**TASK DETAILS**
A single number is required: the count of lines in the following entries that include the word "derive".
*** Opening of RAW DATA ***
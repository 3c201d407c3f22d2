//! # Screen controllers
//!
//! One controller per route. A controller owns the screen's state and a cloned
//! gateway handle, and exposes async operations that read or write through the
//! gateway and then patch that state. Views keep a controller in a `Signal` and
//! re-render from it; controllers never touch the renderer, so every operation is
//! testable against [`store::MemoryGateway`].
//!
//! Every controller carries a [`ViewStatus`]. An operation marks itself in
//! `action_loading`, refuses to start while another one runs, and ends by setting
//! either `success` or a French `error` message.
//!
//! | Controller | Route |
//! |------------|-------|
//! | [`FeedController`] | `/` |
//! | [`LibraryController`] | `/livres` |
//! | [`BookDetailController`] | `/livres/:book_id` |
//! | [`FriendsController`] | `/amis` |
//! | [`ProfileController`] | `/profil` |
//! | [`MemberController`] | `/membre/:id` |
//! | [`LoginForm`], [`RegisterForm`] | `/login`, `/register` |

use dioxus::prelude::*;
use store::GatewayError;

use crate::platform;

mod account;
mod book_detail;
mod feed;
mod friends;
mod library;
mod member;
mod profile;

pub use account::{LoginForm, RegisterForm};
pub use book_detail::BookDetailController;
pub use feed::{latest_per_author, FeedController, FeedEntry};
pub use friends::FriendsController;
pub use library::LibraryController;
pub use member::MemberController;
pub use profile::{avatar_extension, ProfileController};

/// Loading, action and message flags shared by every screen.
#[derive(Clone, Debug, Default, PartialEq)]
pub struct ViewStatus {
    pub loading: bool,
    /// Key of the operation in flight, e.g. `"follow:<id>"`.
    pub action_loading: Option<String>,
    pub error: Option<String>,
    pub success: Option<String>,
}

impl ViewStatus {
    /// Status of a screen that has not loaded yet.
    pub fn loading() -> Self {
        Self {
            loading: true,
            ..Self::default()
        }
    }

    /// Mark `key` in flight. Returns `false` when another operation already is.
    pub fn begin(&mut self, key: impl Into<String>) -> bool {
        if self.action_loading.is_some() {
            return false;
        }
        self.action_loading = Some(key.into());
        self.error = None;
        self.success = None;
        true
    }

    pub fn is_busy(&self) -> bool {
        self.action_loading.is_some()
    }

    /// Whether `key` is the operation in flight.
    pub fn is_running(&self, key: &str) -> bool {
        self.action_loading.as_deref() == Some(key)
    }

    pub fn succeed(&mut self, message: impl Into<String>) {
        self.action_loading = None;
        self.error = None;
        self.success = Some(message.into());
    }

    /// End the operation without a message.
    pub fn end(&mut self) {
        self.action_loading = None;
    }

    pub fn fail(&mut self, message: impl Into<String>) {
        let message = message.into();
        tracing::warn!("{message}");
        self.action_loading = None;
        self.success = None;
        self.error = Some(message);
    }

    /// Record a failed load. `context` is shown, `err` is logged.
    pub fn fail_load(&mut self, context: &str, err: &GatewayError) {
        tracing::warn!("{context} ({err})");
        self.loading = false;
        self.error = Some(context.to_string());
    }

    pub fn clear_messages(&mut self) {
        self.error = None;
        self.success = None;
    }
}

/// French message for a failed gateway call.
pub fn describe(err: &GatewayError) -> String {
    match err {
        GatewayError::Unauthenticated => "Utilisateur non connecté.".to_string(),
        GatewayError::Auth(message) if message == "Invalid login credentials" => {
            "Email ou mot de passe incorrect.".to_string()
        }
        GatewayError::Auth(message) => message.clone(),
        GatewayError::NotFound { .. } => "Élément introuvable.".to_string(),
        GatewayError::Conflict { .. } => "Cet élément existe déjà.".to_string(),
        GatewayError::Storage(message) => format!("Erreur upload : {message}"),
        GatewayError::Transport(_) => "Impossible de joindre le serveur.".to_string(),
        other => format!("Une erreur s'est produite : {other}"),
    }
}

/// A controller with a [`ViewStatus`].
pub trait Screen: Clone + 'static {
    fn status(&self) -> &ViewStatus;
    fn status_mut(&mut self) -> &mut ViewStatus;

    /// Carry over form fields edited while an operation ran on a copy.
    /// `started` is the copy as it was when the operation began, `current`
    /// the shared controller the member kept typing into.
    fn keep_edits(&mut self, _started: &Self, _current: &Self) {}
}

/// Take `current` for a form field the finished operation left alone.
pub(crate) fn keep_edit(done: &mut String, started: &str, current: &str) {
    if done.as_str() == started {
        *done = current.to_string();
    }
}

/// Take a working copy of the controller for a long-running operation.
///
/// The shared controller shows `key` as in flight so the view disables the
/// control; the copy starts clean and runs the operation itself. Put the copy
/// back with [`settle`] (or `Signal::set` for screens without form fields) once
/// the operation returns. `None` while another operation is running.
pub fn checkout<C: Screen>(screen: &mut Signal<C>, key: &str) -> Option<C> {
    if screen.read().status().is_busy() {
        return None;
    }
    let copy = screen();
    screen.write().status_mut().action_loading = Some(key.to_string());
    Some(copy)
}

/// The finished copy merged with what the member typed meanwhile.
pub fn settled<C: Screen>(started: &C, current: &C, mut done: C) -> C {
    done.keep_edits(started, current);
    done
}

/// Put a finished working copy back, keeping edits made while it ran.
pub fn settle<C: Screen>(screen: &mut Signal<C>, started: &C, done: C) {
    let merged = settled(started, &*screen.peek(), done);
    screen.set(merged);
}

/// Clear `error` and `success` a few seconds after they appear.
pub fn use_flash_expiry<C: Screen>(mut screen: Signal<C>) {
    use_effect(move || {
        let flash = {
            let current = screen.read();
            let status = current.status();
            (status.error.clone(), status.success.clone())
        };
        if flash == (None, None) {
            return;
        }
        spawn(async move {
            platform::sleep(platform::FLASH_DURATION).await;
            let unchanged = {
                let current = screen.read();
                let status = current.status();
                (status.error.clone(), status.success.clone()) == flash
            };
            if unchanged {
                screen.write().status_mut().clear_messages();
            }
        });
    });
}

macro_rules! impl_screen {
    ($($ty:ident<$($param:ident),+>),+ $(,)?) => {
        $(
            impl<$($param: Clone + 'static),+> Screen for $ty<$($param),+> {
                fn status(&self) -> &ViewStatus {
                    &self.status
                }
                fn status_mut(&mut self) -> &mut ViewStatus {
                    &mut self.status
                }
            }
        )+
    };
}

impl_screen!(
    FeedController<G>,
    LibraryController<G, S>,
    BookDetailController<G>,
    FriendsController<G>,
    MemberController<G>,
);

#[cfg(test)]
pub(crate) mod fixtures {
    use api::{BookSearch, SearchOptions};
    use store::{CandidateBook, Gateway, MemoryGateway, Profile};

    /// Search stub returning a fixed list for any non-blank query.
    #[derive(Clone, Debug, Default)]
    pub struct StaticSearch {
        pub results: Vec<CandidateBook>,
    }

    impl BookSearch for StaticSearch {
        async fn search(&self, query: &str, _options: &SearchOptions) -> Vec<CandidateBook> {
            if query.trim().is_empty() {
                Vec::new()
            } else {
                self.results.clone()
            }
        }
    }

    pub fn candidate(external_id: &str, title: &str) -> CandidateBook {
        CandidateBook {
            external_id: external_id.to_string(),
            title: title.to_string(),
            authors: "Frank Herbert".to_string(),
            thumbnail_url: Some(format!("https://covers.example/{external_id}.jpg")),
            description: None,
        }
    }

    /// Register `username` with a profile and leave the gateway signed in as them.
    pub async fn member(gateway: &MemoryGateway, username: &str) -> String {
        let email = format!("{username}@example.com");
        let identity = gateway.sign_up(&email, "secret123").await.unwrap();
        let profile = Profile {
            username: Some(username.to_string()),
            ..Profile::empty(identity.id.clone())
        };
        gateway
            .insert::<Profile, _>(std::slice::from_ref(&profile))
            .await
            .unwrap();
        identity.id
    }
}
*** Close of RAW DATA ***
**OUTPUT BELOW**
2